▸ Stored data

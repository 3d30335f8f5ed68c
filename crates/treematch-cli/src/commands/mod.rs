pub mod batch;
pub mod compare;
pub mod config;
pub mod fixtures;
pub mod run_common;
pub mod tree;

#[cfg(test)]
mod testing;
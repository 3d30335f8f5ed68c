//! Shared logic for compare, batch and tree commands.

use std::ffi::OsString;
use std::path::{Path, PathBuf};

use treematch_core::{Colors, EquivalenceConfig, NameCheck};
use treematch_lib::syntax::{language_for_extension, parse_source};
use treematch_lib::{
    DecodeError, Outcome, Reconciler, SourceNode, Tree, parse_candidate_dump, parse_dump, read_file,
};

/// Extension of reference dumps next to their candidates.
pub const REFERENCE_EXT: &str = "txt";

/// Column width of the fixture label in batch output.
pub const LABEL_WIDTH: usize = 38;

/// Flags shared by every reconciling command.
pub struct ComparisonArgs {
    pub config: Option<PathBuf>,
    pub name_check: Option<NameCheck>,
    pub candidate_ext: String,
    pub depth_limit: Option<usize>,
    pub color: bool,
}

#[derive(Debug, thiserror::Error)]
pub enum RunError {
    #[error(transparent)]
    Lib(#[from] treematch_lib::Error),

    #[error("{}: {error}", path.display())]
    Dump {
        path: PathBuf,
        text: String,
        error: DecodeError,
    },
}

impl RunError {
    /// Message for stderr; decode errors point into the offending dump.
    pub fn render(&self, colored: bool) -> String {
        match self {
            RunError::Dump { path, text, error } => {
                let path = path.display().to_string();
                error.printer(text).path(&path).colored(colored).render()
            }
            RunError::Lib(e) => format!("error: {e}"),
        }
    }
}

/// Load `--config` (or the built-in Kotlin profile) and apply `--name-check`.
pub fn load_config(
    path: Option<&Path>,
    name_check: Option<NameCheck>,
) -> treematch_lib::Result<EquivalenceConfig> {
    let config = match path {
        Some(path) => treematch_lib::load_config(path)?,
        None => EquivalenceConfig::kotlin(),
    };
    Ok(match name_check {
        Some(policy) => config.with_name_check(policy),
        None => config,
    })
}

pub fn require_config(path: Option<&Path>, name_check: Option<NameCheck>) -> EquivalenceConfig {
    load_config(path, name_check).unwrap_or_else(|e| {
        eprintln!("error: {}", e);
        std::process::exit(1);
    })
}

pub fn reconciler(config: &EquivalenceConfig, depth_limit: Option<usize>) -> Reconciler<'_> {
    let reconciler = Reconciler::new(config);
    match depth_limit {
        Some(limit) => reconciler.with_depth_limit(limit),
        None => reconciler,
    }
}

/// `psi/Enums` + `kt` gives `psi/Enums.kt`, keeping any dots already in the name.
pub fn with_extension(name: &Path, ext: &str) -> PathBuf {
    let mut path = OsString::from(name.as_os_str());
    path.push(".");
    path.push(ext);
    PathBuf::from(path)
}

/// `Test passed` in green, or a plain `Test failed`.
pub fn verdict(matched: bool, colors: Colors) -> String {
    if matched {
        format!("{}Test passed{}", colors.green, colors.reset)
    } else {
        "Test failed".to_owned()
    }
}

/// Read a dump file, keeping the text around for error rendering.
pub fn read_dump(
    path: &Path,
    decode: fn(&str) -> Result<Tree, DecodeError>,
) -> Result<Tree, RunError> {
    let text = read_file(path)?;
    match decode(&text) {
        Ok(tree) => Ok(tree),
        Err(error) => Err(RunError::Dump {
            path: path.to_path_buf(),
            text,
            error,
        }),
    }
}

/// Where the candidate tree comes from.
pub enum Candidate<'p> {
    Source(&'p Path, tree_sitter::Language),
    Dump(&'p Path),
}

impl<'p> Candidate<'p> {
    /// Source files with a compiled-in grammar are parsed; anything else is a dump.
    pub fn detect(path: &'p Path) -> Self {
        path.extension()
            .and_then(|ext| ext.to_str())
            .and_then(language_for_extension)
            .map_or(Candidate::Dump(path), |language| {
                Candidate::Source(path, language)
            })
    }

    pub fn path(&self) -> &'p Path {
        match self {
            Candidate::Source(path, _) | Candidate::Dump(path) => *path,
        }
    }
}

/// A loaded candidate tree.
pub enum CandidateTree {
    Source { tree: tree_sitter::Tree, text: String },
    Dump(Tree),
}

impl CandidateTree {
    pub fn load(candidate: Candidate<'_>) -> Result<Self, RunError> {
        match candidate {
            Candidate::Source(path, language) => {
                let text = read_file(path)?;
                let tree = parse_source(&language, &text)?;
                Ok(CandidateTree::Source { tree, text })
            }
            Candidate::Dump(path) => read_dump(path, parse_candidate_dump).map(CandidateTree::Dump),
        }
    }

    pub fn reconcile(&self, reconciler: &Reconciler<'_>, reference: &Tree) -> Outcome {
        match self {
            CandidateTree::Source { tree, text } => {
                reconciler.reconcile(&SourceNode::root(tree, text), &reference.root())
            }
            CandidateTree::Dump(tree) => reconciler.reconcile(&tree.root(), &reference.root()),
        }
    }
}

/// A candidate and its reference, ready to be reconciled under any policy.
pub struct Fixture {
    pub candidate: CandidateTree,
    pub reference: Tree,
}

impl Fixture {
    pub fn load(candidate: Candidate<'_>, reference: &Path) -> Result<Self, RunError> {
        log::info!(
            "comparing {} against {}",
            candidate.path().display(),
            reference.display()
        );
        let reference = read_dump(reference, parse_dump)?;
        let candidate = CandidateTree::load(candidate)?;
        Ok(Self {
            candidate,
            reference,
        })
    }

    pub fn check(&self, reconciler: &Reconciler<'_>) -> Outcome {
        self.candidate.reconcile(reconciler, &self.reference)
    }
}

▸ PROMPT
Output the data once more, exactly as it appears above.

▸ WRITTEN ANSWER
repository 3d30335f8f5ed68c
filename crates/treematch-cli/src/commands/mod.rs
pub mod batch;
pub mod compare;
pub mod config;
pub mod fixtures;
pub mod run_common;
pub mod tree;

#[cfg(test)]
mod testing;
repository 3d30335f8f5ed68c
//! Shared logic for compare, batch and tree commands.

use std::ffi::OsString;
use std::path::{Path, PathBuf};

use treematch_core::{Colors, EquivalenceConfig, NameCheck};
use treematch_lib::syntax::{language_for_extension, parse_source};
use treematch_lib::{
    DecodeError, Outcome, Reconciler, SourceNode, Tree, parse_candidate_dump, parse_dump, read_file,
};

/// Extension of reference dumps next to their candidates.
pub const REFERENCE_EXT: &str = "txt";

/// Column width of the fixture label in batch output.
pub const LABEL_WIDTH: usize = 38;

/// Flags shared by every reconciling command.
pub struct ComparisonArgs {
    pub config: Option<PathBuf>,
    pub name_check: Option<NameCheck>,
    pub candidate_ext: String,
    pub depth_limit: Option<usize>,
    pub color: bool,
}

#[derive(Debug, thiserror::Error)]
pub enum RunError {
    #[error(transparent)]
    Lib(#[from] treematch_lib::Error),

    #[error("{}: {error}", path.display())]
    Dump {
        path: PathBuf,
        text: String,
        error: DecodeError,
    },
}

impl RunError {
    /// Message for stderr; decode errors point into the offending dump.
    pub fn render(&self, colored: bool) -> String {
        match self {
            RunError::Dump { path, text, error } => {
                let path = path.display().to_string();
                error.printer(text).path(&path).colored(colored).render()
            }
            RunError::Lib(e) => format!("error: {e}"),
        }
    }
}

/// Load `--config` (or the built-in Kotlin profile) and apply `--name-check`.
pub fn load_config(
    path: Option<&Path>,
    name_check: Option<NameCheck>,
) -> treematch_lib::Result<EquivalenceConfig> {
    let config = match path {
        Some(path) => treematch_lib::load_config(path)?,
        None => EquivalenceConfig::kotlin(),
    };
    Ok(match name_check {
        Some(policy) => config.with_name_check(policy),
        None => config,
    })
}

pub fn require_config(path: Option<&Path>, name_check: Option<NameCheck>) -> EquivalenceConfig {
    load_config(path, name_check).unwrap_or_else(|e| {
        eprintln!("error: {}", e);
        std::process::exit(1);
    })
}

pub fn reconciler(config: &EquivalenceConfig, depth_limit: Option<usize>) -> Reconciler<'_> {
    let reconciler = Reconciler::new(config);
    match depth_limit {
        Some(limit) => reconciler.with_depth_limit(limit),
        None => reconciler,
    }
}

/// `psi/Enums` + `kt` gives `psi/Enums.kt`, keeping any dots already in the name.
pub fn with_extension(name: &Path, ext: &str) -> PathBuf {
    let mut path = OsString::from(name.as_os_str());
    path.push(".");
    path.push(ext);
    PathBuf::from(path)
}

/// `Test passed` in green, or a plain `Test failed`.
pub fn verdict(matched: bool, colors: Colors) -> String {
    if matched {
        format!("{}Test passed{}", colors.green, colors.reset)
    } else {
        "Test failed".to_owned()
    }
}

/// Read a dump file, keeping the text around for error rendering.
pub fn read_dump(
    path: &Path,
    decode: fn(&str) -> Result<Tree, DecodeError>,
) -> Result<Tree, RunError> {
    let text = read_file(path)?;
    match decode(&text) {
        Ok(tree) => Ok(tree),
        Err(error) => Err(RunError::Dump {
            path: path.to_path_buf(),
            text,
            error,
        }),
    }
}

/// Where the candidate tree comes from.
pub enum Candidate<'p> {
    Source(&'p Path, tree_sitter::Language),
    Dump(&'p Path),
}

impl<'p> Candidate<'p> {
    /// Source files with a compiled-in grammar are parsed; anything else is a dump.
    pub fn detect(path: &'p Path) -> Self {
        path.extension()
            .and_then(|ext| ext.to_str())
            .and_then(language_for_extension)
            .map_or(Candidate::Dump(path), |language| {
                Candidate::Source(path, language)
            })
    }

    pub fn path(&self) -> &'p Path {
        match self {
            Candidate::Source(path, _) | Candidate::Dump(path) => *path,
        }
    }
}

/// A loaded candidate tree.
pub enum CandidateTree {
    Source { tree: tree_sitter::Tree, text: String },
    Dump(Tree),
}

impl CandidateTree {
    pub fn load(candidate: Candidate<'_>) -> Result<Self, RunError> {
        match candidate {
            Candidate::Source(path, language) => {
                let text = read_file(path)?;
                let tree = parse_source(&language, &text)?;
                Ok(CandidateTree::Source { tree, text })
            }
            Candidate::Dump(path) => read_dump(path, parse_candidate_dump).map(CandidateTree::Dump),
        }
    }

    pub fn reconcile(&self, reconciler: &Reconciler<'_>, reference: &Tree) -> Outcome {
        match self {
            CandidateTree::Source { tree, text } => {
                reconciler.reconcile(&SourceNode::root(tree, text), &reference.root())
            }
            CandidateTree::Dump(tree) => reconciler.reconcile(&tree.root(), &reference.root()),
        }
    }
}

/// A candidate and its reference, ready to be reconciled under any policy.
pub struct Fixture {
    pub candidate: CandidateTree,
    pub reference: Tree,
}

impl Fixture {
    pub fn load(candidate: Candidate<'_>, reference: &Path) -> Result<Self, RunError> {
        log::info!(
            "comparing {} against {}",
            candidate.path().display(),
            reference.display()
        );
        let reference = read_dump(reference, parse_dump)?;
        let candidate = CandidateTree::load(candidate)?;
        Ok(Self {
            candidate,
            reference,
        })
    }

    pub fn check(&self, reconciler: &Reconciler<'_>) -> Outcome {
        self.candidate.reconcile(reconciler, &self.reference)
    }
}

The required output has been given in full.